We took on their bait and I asked them to draft the indemnity as they wanted it. I foresaw a situation where they would claim that our indemnity was not proper or that it was unacceptable to them. Yes, they drafted the indemnity, sent it to us and we reproduced it on our letterhead without changing or deleting one comma or full stop. We signed the indemnity and sent it to them.
That should have been the end of the matter. Right? No!!! They still did not release our funds!
Etim Etim, in his propaganda article, stated, “the case is still in court”. That is False! False!! False!!! I repeat that Suit No FHC/L/CS/1819/2018 was struck out by Hon Justice M.S. Hassan on February 6, 2019, more than five years ago!
See me, see trouble o! Please, which law allows any bank to apply the doctrine of “Lis Pendis”, to hold on to money belonging to its customer after judgment has already been delivered?
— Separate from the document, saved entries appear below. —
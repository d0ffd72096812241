// Vouch - fluent, accumulating validation for Rust
//
// This crate bundles the validation engine with its logging utilities.
// Checks chain on a single validator, every failure is collected, and each
// failure's message can be overridden right where the check is written.

// Re-export the validation engine
pub use vouch_validation::*;

// Re-export logging
pub use vouch_log as log;

/// Read logging configuration from the environment and route the `log`
/// facade through vouch's logger.
///
/// Safe to call more than once; later calls leave the first logger in place.
pub fn init_logging() {
    vouch_log::init();
    if vouch_log::install().is_err() {
        vouch_log::debug!(target: "vouch", "a global logger is already installed");
    }
}

// Prelude for common imports
pub mod prelude {
    pub use crate::{
        MessageContainer,
        StringRules,
        Validate,
        ValidationError,
        ValidationErrors,
        ValidationFailure,
        Validator,
        kinds,
    };
}
// Validator engine

use crate::errors::{ValidationError, ValidationErrors};
use crate::failure::ValidationFailure;
use crate::messages::{MessageContainer, kinds};
use once_cell::sync::Lazy;
use std::sync::Arc;
use vouch_log::{debug, trace};

static DEFAULT_MESSAGES: Lazy<Arc<MessageContainer>> =
    Lazy::new(|| Arc::new(MessageContainer::default()));

/// Accumulating, chainable validator.
///
/// Every check returns `&mut Self`, so a whole set of rules reads as one
/// chain. A failing check never short-circuits the chain; it appends a
/// [`ValidationError`] and the next check runs as usual. Use one validator per
/// validation session: errors are never removed.
///
/// ```
/// use vouch_validation::Validator;
///
/// let name = "bob";
/// let mut validator = Validator::new();
/// validator
///     .is_named("name", || name.len() >= 5)
///     .with_message("Name must be at least 5 characters long")
///     .is_not_named("name", || name.contains("bob"))
///     .with_message("Name cannot contain bob");
///
/// assert!(!validator.is_valid());
/// assert_eq!(validator.errors()[1].message(), "Name cannot contain bob");
/// ```
#[derive(Debug, Clone)]
pub struct Validator {
    errors: ValidationErrors,
    messages: Arc<MessageContainer>,
    // whether the most recent check appended an error
    last_failed: bool,
}

impl Default for Validator {
    fn default() -> Self {
        Self::new()
    }
}

impl Validator {
    /// Validator using the default message catalog.
    pub fn new() -> Self {
        Self::with_messages(Arc::clone(&DEFAULT_MESSAGES))
    }

    /// Validator using an injected catalog, e.g. a localized one.
    pub fn with_messages(messages: impl Into<Arc<MessageContainer>>) -> Self {
        Self {
            errors: ValidationErrors::new(),
            messages: messages.into(),
            last_failed: false,
        }
    }

    /// All errors recorded so far, in the order they were added.
    pub fn errors(&self) -> &ValidationErrors {
        &self.errors
    }

    /// True when no check has failed.
    pub fn is_valid(&self) -> bool {
        self.errors.is_empty()
    }

    /// The catalog used for default messages.
    pub fn messages(&self) -> &MessageContainer {
        &self.messages
    }

    /// Errors recorded under `name`, in insertion order.
    pub fn errors_by_name(&self, name: &str) -> Vec<&ValidationError> {
        self.errors.by_name(name)
    }

    /// First error per distinct name, in first-seen order.
    pub fn unique_errors(&self) -> Vec<&ValidationError> {
        self.errors.unique()
    }

    /// Consume the validator, keeping only its errors.
    pub fn into_errors(self) -> ValidationErrors {
        self.errors
    }

    /// Append an error unconditionally.
    ///
    /// Every failing check ends up here; custom rules may call it directly.
    pub fn add_error(&mut self, name: impl Into<String>, message: impl Into<String>) -> &mut Self {
        let error = ValidationError::new(name, message);
        trace!(
            target: "vouch::validator",
            "error #{} appended: name={:?} message={:?}",
            self.errors.len(),
            error.name(),
            error.message()
        );
        self.errors.push(error);
        self.last_failed = true;
        self
    }

    /// Replace the message of the most recently appended error.
    ///
    /// Applies to the check right before it: when that check passed there is
    /// nothing to rewrite and earlier errors keep their messages. With no
    /// errors at all it does nothing.
    pub fn with_message(&mut self, message: impl Into<String>) -> &mut Self {
        if !self.last_failed {
            return self;
        }
        if let Some(last) = self.errors.last_mut() {
            let message = message.into();
            trace!(
                target: "vouch::validator",
                "message overridden for {:?}: {:?}",
                last.name(),
                message
            );
            last.set_message(message);
        }
        self
    }

    /// Format the catalog template for `kind` with the field name and `bounds`.
    pub fn default_message(&self, kind: &str, name: &str, bounds: &[&dyn std::fmt::Display]) -> String {
        let mut args: Vec<&dyn std::fmt::Display> = Vec::with_capacity(bounds.len() + 1);
        args.push(&name);
        args.extend_from_slice(bounds);
        self.messages.format(kind, &args)
    }

    /// Record a failure under `name` when `passed` is false, using the
    /// catalog template for `kind`.
    ///
    /// The building block for rules: the template is only formatted when the
    /// check fails.
    pub fn check(
        &mut self,
        kind: &str,
        name: &str,
        passed: bool,
        bounds: &[&dyn std::fmt::Display],
    ) -> &mut Self {
        self.outcome(passed, name, |v| v.default_message(kind, name, bounds))
    }

    fn outcome<M>(&mut self, passed: bool, name: &str, message: M) -> &mut Self
    where
        M: FnOnce(&Self) -> String,
    {
        if passed {
            self.last_failed = false;
            self
        } else {
            let message = message(&*self);
            self.add_error(name, message)
        }
    }

    // ------------------------------------------------------------------
    // is
    // ------------------------------------------------------------------

    /// Fail when `condition` returns false.
    pub fn is<F>(&mut self, condition: F) -> &mut Self
    where
        F: FnOnce() -> bool,
    {
        self.is_named("", condition)
    }

    /// Like [`is`](Self::is), recording the failure under `name`.
    pub fn is_named<F>(&mut self, name: &str, condition: F) -> &mut Self
    where
        F: FnOnce() -> bool,
    {
        let passed = condition();
        self.check(kinds::IS, name, passed, &[])
    }

    /// Like [`is_named`](Self::is_named) with an explicit message.
    pub fn is_with_message<F>(
        &mut self,
        name: &str,
        condition: F,
        message: impl Into<String>,
    ) -> &mut Self
    where
        F: FnOnce() -> bool,
    {
        let passed = condition();
        self.outcome(passed, name, |_| message.into())
    }

    // ------------------------------------------------------------------
    // is_not
    // ------------------------------------------------------------------

    /// Fail when `condition` returns true.
    pub fn is_not<F>(&mut self, condition: F) -> &mut Self
    where
        F: FnOnce() -> bool,
    {
        self.is_not_named("", condition)
    }

    /// Like [`is_not`](Self::is_not), recording the failure under `name`.
    pub fn is_not_named<F>(&mut self, name: &str, condition: F) -> &mut Self
    where
        F: FnOnce() -> bool,
    {
        let passed = !condition();
        self.check(kinds::IS_NOT, name, passed, &[])
    }

    /// Like [`is_not_named`](Self::is_not_named) with an explicit message.
    pub fn is_not_with_message<F>(
        &mut self,
        name: &str,
        condition: F,
        message: impl Into<String>,
    ) -> &mut Self
    where
        F: FnOnce() -> bool,
    {
        let passed = !condition();
        self.outcome(passed, name, |_| message.into())
    }

    // ------------------------------------------------------------------
    // is_not_null
    // ------------------------------------------------------------------

    /// Fail when `value` is `None`.
    pub fn is_not_null<T>(&mut self, value: Option<T>) -> &mut Self {
        self.is_not_null_named("", value)
    }

    /// Like [`is_not_null`](Self::is_not_null), recording the failure under `name`.
    pub fn is_not_null_named<T>(&mut self, name: &str, value: Option<T>) -> &mut Self {
        self.check(kinds::IS_NOT_NULL, name, value.is_some(), &[])
    }

    /// Like [`is_not_null_named`](Self::is_not_null_named) with an explicit message.
    pub fn is_not_null_with_message<T>(
        &mut self,
        name: &str,
        value: Option<T>,
        message: impl Into<String>,
    ) -> &mut Self {
        self.outcome(value.is_some(), name, |_| message.into())
    }

    // ------------------------------------------------------------------
    // escalation
    // ------------------------------------------------------------------

    /// Turn an invalid validator into an error at a trust boundary.
    ///
    /// Returns the validator untouched when no check failed.
    pub fn into_result(self, message: impl Into<String>) -> Result<Self, ValidationFailure> {
        if self.is_valid() {
            Ok(self)
        } else {
            let failure = ValidationFailure::with_validator(self, message);
            debug!(
                target: "vouch::validator",
                "validation failed with {} error(s): {}",
                failure.errors().len(),
                failure.message()
            );
            Err(failure)
        }
    }
}
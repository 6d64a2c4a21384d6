//! Hamming(7,4) error correction codec.
//!
//! This crate implements the classic (7,4) Hamming code over arbitrary byte
//! strings: input bytes are expanded into bits, grouped into 4-bit blocks,
//! and each block is encoded into a 7-bit codeword carrying 3 parity bits.
//! Decoding recomputes the parity checks, combines them into a syndrome, and
//! corrects at most one flipped bit per codeword before reassembling bytes.
//!
//! The crate is layered as small, stateless components:
//! - [`bits`] — byte ↔ bit-sequence packing and the '0'/'1' text form
//! - [`block`] — the (7,4) code on a single 4-bit block
//! - [`stream`] — block-wise application over a whole bit sequence
//! - [`codec`] — byte-in/bits-out facades over the layers above
//! - [`framed`] — optional self-delimiting frame with padding trailer
//!
//! Bit sequences are [`bitvec`] containers with [`Msb0`](bitvec::order::Msb0)
//! ordering, matching the most-significant-bit-first expansion of each byte.
//!
//! # Limitations
//!
//! A (7,4) codeword corrects exactly one flipped bit. Two or more flips in
//! the same codeword are indistinguishable from a single flip elsewhere, so
//! decoding silently produces a wrong block rather than reporting an error.
//!
//! # Examples
//!
//! ```
//! use hamming74::{decode, encode};
//!
//! let encoded = encode(b"A");
//! assert_eq!(encoded.len(), 14);
//! assert_eq!(decode(&encoded).unwrap(), b"A");
//! ```
//!
//! Single-bit errors are transparently corrected:
//!
//! ```
//! use hamming74::{decode, encode};
//!
//! let mut noisy = encode(b"Hi");
//! let bit = noisy[3];
//! noisy.set(3, !bit);
//! assert_eq!(decode(&noisy).unwrap(), b"Hi");
//! ```

pub mod bits;
pub mod block;
pub mod codec;
pub mod error;
pub mod framed;
pub mod stream;

pub use bits::{binary_string_to_bits, bits_to_binary_string, bits_to_bytes, bytes_to_bits};
pub use block::{decode_block, decode_block_bits, encode_block, encode_block_bits};
pub use codec::{decode, decode_from_str, encode, encode_to_string};
pub use error::Error;
pub use framed::{decode_framed, decode_framed_bytes, encode_framed, encode_framed_bytes};
pub use stream::{decode_stream, encode_stream};

/// Result type for codec operations
pub type Result<T> = std::result::Result<T, Error>;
There is no question that Access Bank has taken the laws into its own hands and has held on tightly to the money belonging to the members of COSON without any Court Order whatsoever. There is a plethora of decisions of both the Court of Appeal and the Supreme Court that no Bank in Nigeria can legally freeze or restrict the accounts of its customer without a Court Order. Not even the almighty EFCC can order a bank to freeze its customer’s account without an order of court.
In her memorable opinion on the issue, in Fidelity Bank Plc vs. Bayuja Ventures Limited (2011), Helen Moronikeji Ogunwumiju (JCA) said: “It amounts to nothing more than a resort to self-help which is unacceptable, and which amounts to lawlessness and brigandage for the appellant to unilaterally freeze the account of the respondents. No one is allowed to resort to self-help if not we shall all descend into a state of anarchy”
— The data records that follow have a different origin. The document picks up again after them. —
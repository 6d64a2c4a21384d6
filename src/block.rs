//! The (7,4) block code: one 4-bit block ↔ one 7-bit codeword.
//!
//! A codeword is laid out `[p1, p2, d0, p3, d1, d2, d3]`, with parity bits
//! placed at the power-of-two positions of the classic Hamming construction:
//!
//! - p1 = d0 ⊕ d1 ⊕ d3
//! - p2 = d0 ⊕ d2 ⊕ d3
//! - p3 = d1 ⊕ d2 ⊕ d3
//!
//! On decode, the three parity checks are recomputed over the received bits
//! and combined into a syndrome whose nonzero value is the 1-based position
//! of the flipped bit. A single flip anywhere in the codeword (data or
//! parity) is corrected exactly; two or more flips alias onto some other
//! single-flip syndrome and are silently miscorrected.

use bitvec::prelude::*;
use log::trace;

/// Data bits per block.
pub const DATA_BITS: usize = 4;

/// Bits per encoded codeword.
pub const CODE_BITS: usize = 7;

/// Encodes one 4-bit block into the 7-bit codeword written to `out`.
///
/// `data` must be exactly [`DATA_BITS`] long and `out` exactly [`CODE_BITS`].
pub fn encode_block(data: &BitSlice<u8, Msb0>, out: &mut BitSlice<u8, Msb0>) {
    debug_assert_eq!(data.len(), DATA_BITS);
    debug_assert_eq!(out.len(), CODE_BITS);

    let (d0, d1, d2, d3) = (data[0], data[1], data[2], data[3]);

    out.set(0, d0 ^ d1 ^ d3);
    out.set(1, d0 ^ d2 ^ d3);
    out.set(2, d0);
    out.set(3, d1 ^ d2 ^ d3);
    out.set(4, d1);
    out.set(5, d2);
    out.set(6, d3);
}

/// Decodes one received 7-bit codeword, correcting at most one flipped bit.
///
/// Writes the corrected data bits to `out` and returns the syndrome: 0 when
/// the codeword checked out clean, otherwise the 1-based position of the bit
/// that was flipped back.
///
/// `code` must be exactly [`CODE_BITS`] long and `out` exactly [`DATA_BITS`].
pub fn decode_block(code: &BitSlice<u8, Msb0>, out: &mut BitSlice<u8, Msb0>) -> usize {
    debug_assert_eq!(code.len(), CODE_BITS);
    debug_assert_eq!(out.len(), DATA_BITS);

    let c1 = code[0] ^ code[2] ^ code[4] ^ code[6];
    let c2 = code[1] ^ code[2] ^ code[5] ^ code[6];
    let c3 = code[3] ^ code[4] ^ code[5] ^ code[6];
    let syndrome = usize::from(c1) + 2 * usize::from(c2) + 4 * usize::from(c3);

    let mut corrected = code.to_bitvec();
    if syndrome != 0 {
        trace!("correcting flipped bit at codeword position {}", syndrome);
        let pos = syndrome - 1;
        corrected.set(pos, !code[pos]);
    }

    out.set(0, corrected[2]);
    out.set(1, corrected[4]);
    out.set(2, corrected[5]);
    out.set(3, corrected[6]);
    syndrome
}

/// Owned-value variant of [`encode_block`] for block-level callers.
pub fn encode_block_bits(data: &BitSlice<u8, Msb0>) -> BitVec<u8, Msb0> {
    let mut code = bitvec![u8, Msb0; 0; CODE_BITS];
    encode_block(data, &mut code);
    code
}

/// Owned-value variant of [`decode_block`]; returns the corrected block and
/// the syndrome.
pub fn decode_block_bits(code: &BitSlice<u8, Msb0>) -> (BitVec<u8, Msb0>, usize) {
    let mut data = bitvec![u8, Msb0; 0; DATA_BITS];
    let syndrome = decode_block(code, &mut data);
    (data, syndrome)
}

#[cfg(test)]
mod tests {
    use super::*;
    use crate::bits::binary_string_to_bits;

    fn block(value: u8) -> BitVec<u8, Msb0> {
        (0..DATA_BITS).map(|i| (value >> (3 - i)) & 1 == 1).collect()
    }

    #[test]
    fn test_encode_known_vector() {
        // d = 1011: p1 = 1^0^1 = 0, p2 = 1^1^1 = 1, p3 = 0^1^1 = 0
        let data = binary_string_to_bits("1011").unwrap();
        let code = encode_block_bits(&data);
        assert_eq!(code, binary_string_to_bits("0110011").unwrap());
    }

    #[test]
    fn test_decode_clean_codeword_is_identity() {
        for value in 0..16u8 {
            let data = block(value);
            let code = encode_block_bits(&data);
            let (decoded, syndrome) = decode_block_bits(&code);
            assert_eq!(decoded, data);
            assert_eq!(syndrome, 0);
        }
    }

    #[test]
    fn test_single_bit_flip_corrected_at_every_position() {
        for value in 0..16u8 {
            let data = block(value);
            let code = encode_block_bits(&data);
            for pos in 0..CODE_BITS {
                let mut damaged = code.clone();
                damaged.set(pos, !code[pos]);

                let (decoded, syndrome) = decode_block_bits(&damaged);
                assert_eq!(decoded, data, "block {:04b}, flipped bit {}", value, pos);
                assert_eq!(syndrome, pos + 1);
            }
        }
    }

    #[test]
    fn test_known_corruption_scenario() {
        // 1011 encodes to 0110011; flipping bit index 2 gives 0100011, and
        // the syndrome must point at position 3.
        let damaged = binary_string_to_bits("0100011").unwrap();
        let (decoded, syndrome) = decode_block_bits(&damaged);
        assert_eq!(decoded, binary_string_to_bits("1011").unwrap());
        assert_eq!(syndrome, 3);
    }
}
When every effort we made to get Access Bank to release COSON members funds which were seized without a Court Order, failed, we went to court in SUIT NO FHC/L/CS/1777/2019 and asked the court to order Access Bank to unfreeze our account and pay us damages.
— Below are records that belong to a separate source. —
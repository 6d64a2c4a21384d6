//! Byte-level encode/decode facades over the packing and stream layers.

use crate::bits::{bits_to_binary_string, bits_to_bytes, binary_string_to_bits, bytes_to_bits};
use crate::stream::{decode_stream, encode_stream};
use crate::Result;
use bitvec::prelude::*;

/// Encodes a byte string into its Hamming(7,4) bit sequence.
///
/// Every byte becomes two 4-bit blocks and therefore two 7-bit codewords, so
/// the output holds exactly `14 * bytes.len()` bits. Empty input yields an
/// empty sequence.
pub fn encode(bytes: &[u8]) -> BitVec<u8, Msb0> {
    // 8 bits per byte is always a multiple of 4, so the stream precondition
    // cannot fail here.
    encode_stream(&bytes_to_bits(bytes)).unwrap()
}

/// Decodes a Hamming(7,4) bit sequence back into bytes, correcting up to one
/// flipped bit per 7-bit codeword.
///
/// Fails with [`Error::MalformedLength`](crate::Error::MalformedLength) when
/// the input length is not a multiple of 7, or when the corrected bit count
/// is not a multiple of 8 (an encoded length of 7 or 21 bits, for example,
/// cannot have come from whole bytes).
pub fn decode(bits: &BitSlice<u8, Msb0>) -> Result<Vec<u8>> {
    let corrected = decode_stream(bits)?;
    bits_to_bytes(&corrected)
}

/// [`encode`] with the output rendered as a '0'/'1' character string.
pub fn encode_to_string(bytes: &[u8]) -> String {
    bits_to_binary_string(&encode(bytes))
}

/// [`decode`] over a '0'/'1' character string.
///
/// Fails with [`Error::InvalidBit`](crate::Error::InvalidBit) on characters
/// outside '0'/'1', in addition to the length errors of [`decode`].
pub fn decode_from_str(text: &str) -> Result<Vec<u8>> {
    decode(&binary_string_to_bits(text)?)
}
On May 4, 2022, in her judgment, Hon Justice Yellin Bogoro of the Federal High Court, Lagos, unequivocally ordered Access Bank to return the money belonging to COSON and its members and to pay damages to COSON for the “illegal and unlawful” freezing of COSON accounts.
Did Access Bank obey the order of Justice Bogoro? For where? For some reason, Access Bank behaves like it is above the law. We even had to demonstrate on the streets about our treatment by Access Bank.
In my last “Saturday Breakfast”, I wrote: “I don’t know if Etim Etim, the poor propagandist at Access Bank, is seeking to buy favour from the new managers of Access Bank by white-washing the crystal-clear errors that even a blind man can see. It is possible that Etim is seeking promotion in his career with the carcass of my reputation as part of his CV. What is certain is that he has set out to distort my credibility with blatant falsehood. Etim Etim may have heard of me but he clearly does not know me. If his gambit is to shut me up, somebody should tell him that it will not work!”
I understand that the Chairman of the Access Bank Board is a Senior Advocate of Nigeria, a serious man of the law. Today, I call on him and the new leadership at Access Bank to run away from “Jankara Banking” and “Jankara Law”. They should steer the bank in a direction that eschews self-help, lawlessness and brigandage. Let them do what is right, obey the law and return the money belonging to COSON members which they have unlawfully seized for the sixth year running. If anybody tells them that propagandists and PR men will make this matter disappear, I advise that they take another look at the person. He must be drinking a very bad variant of “ogogoro”!